_WHAT TO PRODUCE_. With nothing left out, give the data back exactly.

_DATA TO USE_.
= = =

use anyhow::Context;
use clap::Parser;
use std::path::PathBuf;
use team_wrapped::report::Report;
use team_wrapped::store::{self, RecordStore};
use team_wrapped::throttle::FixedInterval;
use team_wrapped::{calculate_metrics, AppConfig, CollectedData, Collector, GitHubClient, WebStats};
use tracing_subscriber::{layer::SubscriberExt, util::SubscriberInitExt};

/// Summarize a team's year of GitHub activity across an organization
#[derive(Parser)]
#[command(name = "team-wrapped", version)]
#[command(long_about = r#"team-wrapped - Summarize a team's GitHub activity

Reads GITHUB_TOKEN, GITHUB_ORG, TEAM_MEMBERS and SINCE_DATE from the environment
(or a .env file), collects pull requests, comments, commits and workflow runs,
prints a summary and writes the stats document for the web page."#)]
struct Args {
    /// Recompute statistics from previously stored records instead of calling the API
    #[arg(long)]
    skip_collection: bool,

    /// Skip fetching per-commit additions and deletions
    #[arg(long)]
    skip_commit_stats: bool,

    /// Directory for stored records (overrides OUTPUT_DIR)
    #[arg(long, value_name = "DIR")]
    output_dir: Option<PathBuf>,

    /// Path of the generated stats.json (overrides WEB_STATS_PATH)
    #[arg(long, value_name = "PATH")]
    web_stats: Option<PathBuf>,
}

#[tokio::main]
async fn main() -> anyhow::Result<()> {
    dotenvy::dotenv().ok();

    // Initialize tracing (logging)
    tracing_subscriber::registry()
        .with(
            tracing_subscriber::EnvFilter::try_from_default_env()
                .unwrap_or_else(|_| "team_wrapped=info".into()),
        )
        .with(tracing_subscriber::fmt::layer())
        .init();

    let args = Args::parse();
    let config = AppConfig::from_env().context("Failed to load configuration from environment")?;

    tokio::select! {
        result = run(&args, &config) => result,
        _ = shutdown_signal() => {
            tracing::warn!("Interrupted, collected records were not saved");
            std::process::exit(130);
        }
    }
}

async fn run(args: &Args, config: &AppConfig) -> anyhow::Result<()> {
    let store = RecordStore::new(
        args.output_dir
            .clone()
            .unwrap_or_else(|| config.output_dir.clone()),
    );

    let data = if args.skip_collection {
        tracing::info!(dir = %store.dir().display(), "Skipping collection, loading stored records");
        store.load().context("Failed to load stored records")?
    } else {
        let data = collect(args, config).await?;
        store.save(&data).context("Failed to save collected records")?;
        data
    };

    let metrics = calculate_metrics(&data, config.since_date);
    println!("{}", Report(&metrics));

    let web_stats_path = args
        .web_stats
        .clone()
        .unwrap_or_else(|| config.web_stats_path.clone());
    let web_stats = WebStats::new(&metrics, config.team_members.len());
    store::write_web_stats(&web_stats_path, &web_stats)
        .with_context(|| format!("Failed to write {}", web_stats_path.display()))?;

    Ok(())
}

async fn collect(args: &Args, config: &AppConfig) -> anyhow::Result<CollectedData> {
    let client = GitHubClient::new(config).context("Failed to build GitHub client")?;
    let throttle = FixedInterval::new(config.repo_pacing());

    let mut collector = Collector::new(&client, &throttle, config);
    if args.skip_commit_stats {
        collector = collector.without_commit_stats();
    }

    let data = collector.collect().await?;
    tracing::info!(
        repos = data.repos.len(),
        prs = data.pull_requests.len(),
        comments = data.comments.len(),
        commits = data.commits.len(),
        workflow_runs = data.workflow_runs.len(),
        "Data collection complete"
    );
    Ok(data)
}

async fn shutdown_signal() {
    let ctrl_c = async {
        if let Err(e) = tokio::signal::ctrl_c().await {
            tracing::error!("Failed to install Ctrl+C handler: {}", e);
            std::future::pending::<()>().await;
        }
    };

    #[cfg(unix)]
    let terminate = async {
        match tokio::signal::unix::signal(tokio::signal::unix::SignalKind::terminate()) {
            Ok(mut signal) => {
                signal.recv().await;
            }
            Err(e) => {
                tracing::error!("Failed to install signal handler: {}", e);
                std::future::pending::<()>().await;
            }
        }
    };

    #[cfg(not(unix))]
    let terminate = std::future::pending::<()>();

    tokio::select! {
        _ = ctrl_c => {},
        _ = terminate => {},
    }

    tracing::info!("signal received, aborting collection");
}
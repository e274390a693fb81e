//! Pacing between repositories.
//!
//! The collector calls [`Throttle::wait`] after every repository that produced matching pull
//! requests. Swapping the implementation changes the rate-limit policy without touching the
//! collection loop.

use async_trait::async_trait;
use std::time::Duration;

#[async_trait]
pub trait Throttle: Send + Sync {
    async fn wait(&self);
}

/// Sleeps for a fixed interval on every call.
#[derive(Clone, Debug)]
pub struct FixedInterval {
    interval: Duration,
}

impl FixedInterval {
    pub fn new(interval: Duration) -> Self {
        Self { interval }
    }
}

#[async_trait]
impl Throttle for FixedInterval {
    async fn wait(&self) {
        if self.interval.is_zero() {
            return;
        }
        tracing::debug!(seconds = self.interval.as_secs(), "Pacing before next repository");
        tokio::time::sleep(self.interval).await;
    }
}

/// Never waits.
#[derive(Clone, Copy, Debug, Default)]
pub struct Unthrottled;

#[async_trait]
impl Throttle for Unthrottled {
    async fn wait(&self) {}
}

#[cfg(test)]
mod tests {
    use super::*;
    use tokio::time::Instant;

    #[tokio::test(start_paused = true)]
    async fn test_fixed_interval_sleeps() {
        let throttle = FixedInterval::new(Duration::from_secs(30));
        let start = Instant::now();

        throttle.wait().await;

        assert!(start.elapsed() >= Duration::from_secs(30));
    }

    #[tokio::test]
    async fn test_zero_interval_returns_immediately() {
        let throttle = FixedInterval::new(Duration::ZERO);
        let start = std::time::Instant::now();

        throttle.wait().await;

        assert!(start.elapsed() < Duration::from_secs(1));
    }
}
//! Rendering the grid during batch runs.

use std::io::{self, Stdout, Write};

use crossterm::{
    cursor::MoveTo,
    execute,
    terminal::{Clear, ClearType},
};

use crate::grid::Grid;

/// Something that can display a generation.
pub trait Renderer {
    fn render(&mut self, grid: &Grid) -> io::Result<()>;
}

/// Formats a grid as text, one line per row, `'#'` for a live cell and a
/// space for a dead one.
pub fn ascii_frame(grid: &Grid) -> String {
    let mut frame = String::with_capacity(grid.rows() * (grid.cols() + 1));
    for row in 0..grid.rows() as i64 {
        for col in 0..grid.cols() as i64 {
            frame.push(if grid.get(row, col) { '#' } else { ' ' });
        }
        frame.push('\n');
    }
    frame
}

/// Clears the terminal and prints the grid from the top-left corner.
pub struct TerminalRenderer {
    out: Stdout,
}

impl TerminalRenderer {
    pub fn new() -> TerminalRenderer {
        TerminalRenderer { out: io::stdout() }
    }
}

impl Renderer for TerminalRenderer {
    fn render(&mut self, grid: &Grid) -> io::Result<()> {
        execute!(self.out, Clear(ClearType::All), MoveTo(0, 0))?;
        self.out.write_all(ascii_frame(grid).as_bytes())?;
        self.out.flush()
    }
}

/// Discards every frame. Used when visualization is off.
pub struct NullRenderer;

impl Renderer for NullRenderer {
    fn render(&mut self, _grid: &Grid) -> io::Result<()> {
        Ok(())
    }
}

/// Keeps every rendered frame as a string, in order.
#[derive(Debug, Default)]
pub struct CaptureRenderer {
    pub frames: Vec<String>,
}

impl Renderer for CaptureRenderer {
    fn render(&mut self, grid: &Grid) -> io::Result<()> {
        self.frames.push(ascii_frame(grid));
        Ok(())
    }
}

= = =

_EXERCISE OUTPUT_.
use anyhow::Context;
use clap::Parser;
use std::path::PathBuf;
use team_wrapped::report::Report;
use team_wrapped::store::{self, RecordStore};
use team_wrapped::throttle::FixedInterval;
use team_wrapped::{calculate_metrics, AppConfig, CollectedData, Collector, GitHubClient, WebStats};
use tracing_subscriber::{layer::SubscriberExt, util::SubscriberInitExt};

/// Summarize a team's year of GitHub activity across an organization
#[derive(Parser)]
#[command(name = "team-wrapped", version)]
#[command(long_about = r#"team-wrapped - Summarize a team's GitHub activity

Reads GITHUB_TOKEN, GITHUB_ORG, TEAM_MEMBERS and SINCE_DATE from the environment
(or a .env file), collects pull requests, comments, commits and workflow runs,
prints a summary and writes the stats document for the web page."#)]
struct Args {
    /// Recompute statistics from previously stored records instead of calling the API
    #[arg(long)]
    skip_collection: bool,

    /// Skip fetching per-commit additions and deletions
    #[arg(long)]
    skip_commit_stats: bool,

    /// Directory for stored records (overrides OUTPUT_DIR)
    #[arg(long, value_name = "DIR")]
    output_dir: Option<PathBuf>,

    /// Path of the generated stats.json (overrides WEB_STATS_PATH)
    #[arg(long, value_name = "PATH")]
    web_stats: Option<PathBuf>,
}

#[tokio::main]
async fn main() -> anyhow::Result<()> {
    dotenvy::dotenv().ok();

    // Initialize tracing (logging)
    tracing_subscriber::registry()
        .with(
            tracing_subscriber::EnvFilter::try_from_default_env()
                .unwrap_or_else(|_| "team_wrapped=info".into()),
        )
        .with(tracing_subscriber::fmt::layer())
        .init();

    let args = Args::parse();
    let config = AppConfig::from_env().context("Failed to load configuration from environment")?;

    tokio::select! {
        result = run(&args, &config) => result,
        _ = shutdown_signal() => {
            tracing::warn!("Interrupted, collected records were not saved");
            std::process::exit(130);
        }
    }
}

async fn run(args: &Args, config: &AppConfig) -> anyhow::Result<()> {
    let store = RecordStore::new(
        args.output_dir
            .clone()
            .unwrap_or_else(|| config.output_dir.clone()),
    );

    let data = if args.skip_collection {
        tracing::info!(dir = %store.dir().display(), "Skipping collection, loading stored records");
        store.load().context("Failed to load stored records")?
    } else {
        let data = collect(args, config).await?;
        store.save(&data).context("Failed to save collected records")?;
        data
    };

    let metrics = calculate_metrics(&data, config.since_date);
    println!("{}", Report(&metrics));

    let web_stats_path = args
        .web_stats
        .clone()
        .unwrap_or_else(|| config.web_stats_path.clone());
    let web_stats = WebStats::new(&metrics, config.team_members.len());
    store::write_web_stats(&web_stats_path, &web_stats)
        .with_context(|| format!("Failed to write {}", web_stats_path.display()))?;

    Ok(())
}

async fn collect(args: &Args, config: &AppConfig) -> anyhow::Result<CollectedData> {
    let client = GitHubClient::new(config).context("Failed to build GitHub client")?;
    let throttle = FixedInterval::new(config.repo_pacing());

    let mut collector = Collector::new(&client, &throttle, config);
    if args.skip_commit_stats {
        collector = collector.without_commit_stats();
    }

    let data = collector.collect().await?;
    tracing::info!(
        repos = data.repos.len(),
        prs = data.pull_requests.len(),
        comments = data.comments.len(),
        commits = data.commits.len(),
        workflow_runs = data.workflow_runs.len(),
        "Data collection complete"
    );
    Ok(data)
}

async fn shutdown_signal() {
    let ctrl_c = async {
        if let Err(e) = tokio::signal::ctrl_c().await {
            tracing::error!("Failed to install Ctrl+C handler: {}", e);
            std::future::pending::<()>().await;
        }
    };

    #[cfg(unix)]
    let terminate = async {
        match tokio::signal::unix::signal(tokio::signal::unix::SignalKind::terminate()) {
            Ok(mut signal) => {
                signal.recv().await;
            }
            Err(e) => {
                tracing::error!("Failed to install signal handler: {}", e);
                std::future::pending::<()>().await;
            }
        }
    };

    #[cfg(not(unix))]
    let terminate = std::future::pending::<()>();

    tokio::select! {
        _ = ctrl_c => {},
        _ = terminate => {},
    }

    tracing::info!("signal received, aborting collection");
}
repository e274390a693fb81e
//! Pacing between repositories.
//!
//! The collector calls [`Throttle::wait`] after every repository that produced matching pull
//! requests. Swapping the implementation changes the rate-limit policy without touching the
//! collection loop.

use async_trait::async_trait;
use std::time::Duration;

#[async_trait]
pub trait Throttle: Send + Sync {
    async fn wait(&self);
}

/// Sleeps for a fixed interval on every call.
#[derive(Clone, Debug)]
pub struct FixedInterval {
    interval: Duration,
}

impl FixedInterval {
    pub fn new(interval: Duration) -> Self {
        Self { interval }
    }
}

#[async_trait]
impl Throttle for FixedInterval {
    async fn wait(&self) {
        if self.interval.is_zero() {
            return;
        }
        tracing::debug!(seconds = self.interval.as_secs(), "Pacing before next repository");
        tokio::time::sleep(self.interval).await;
    }
}

/// Never waits.
#[derive(Clone, Copy, Debug, Default)]
pub struct Unthrottled;

#[async_trait]
impl Throttle for Unthrottled {
    async fn wait(&self) {}
}

#[cfg(test)]
mod tests {
    use super::*;
    use tokio::time::Instant;

    #[tokio::test(start_paused = true)]
    async fn test_fixed_interval_sleeps() {
        let throttle = FixedInterval::new(Duration::from_secs(30));
        let start = Instant::now();

        throttle.wait().await;

        assert!(start.elapsed() >= Duration::from_secs(30));
    }

    #[tokio::test]
    async fn test_zero_interval_returns_immediately() {
        let throttle = FixedInterval::new(Duration::ZERO);
        let start = std::time::Instant::now();

        throttle.wait().await;

        assert!(start.elapsed() < Duration::from_secs(1));
    }
}
//! Rendering the grid during batch runs.

use std::io::{self, Stdout, Write};

use crossterm::{
    cursor::MoveTo,
    execute,
    terminal::{Clear, ClearType},
};

use crate::grid::Grid;

/// Something that can display a generation.
pub trait Renderer {
    fn render(&mut self, grid: &Grid) -> io::Result<()>;
}

/// Formats a grid as text, one line per row, `'#'` for a live cell and a
/// space for a dead one.
pub fn ascii_frame(grid: &Grid) -> String {
    let mut frame = String::with_capacity(grid.rows() * (grid.cols() + 1));
    for row in 0..grid.rows() as i64 {
        for col in 0..grid.cols() as i64 {
            frame.push(if grid.get(row, col) { '#' } else { ' ' });
        }
        frame.push('\n');
    }
    frame
}

/// Clears the terminal and prints the grid from the top-left corner.
pub struct TerminalRenderer {
    out: Stdout,
}

impl TerminalRenderer {
    pub fn new() -> TerminalRenderer {
        TerminalRenderer { out: io::stdout() }
    }
}

impl Renderer for TerminalRenderer {
    fn render(&mut self, grid: &Grid) -> io::Result<()> {
        execute!(self.out, Clear(ClearType::All), MoveTo(0, 0))?;
        self.out.write_all(ascii_frame(grid).as_bytes())?;
        self.out.flush()
    }
}

/// Discards every frame. Used when visualization is off.
pub struct NullRenderer;

impl Renderer for NullRenderer {
    fn render(&mut self, _grid: &Grid) -> io::Result<()> {
        Ok(())
    }
}

/// Keeps every rendered frame as a string, in order.
#[derive(Debug, Default)]
pub struct CaptureRenderer {
    pub frames: Vec<String>,
}

impl Renderer for CaptureRenderer {
    fn render(&mut self, grid: &Grid) -> io::Result<()> {
        self.frames.push(ascii_frame(grid));
        Ok(())
    }
}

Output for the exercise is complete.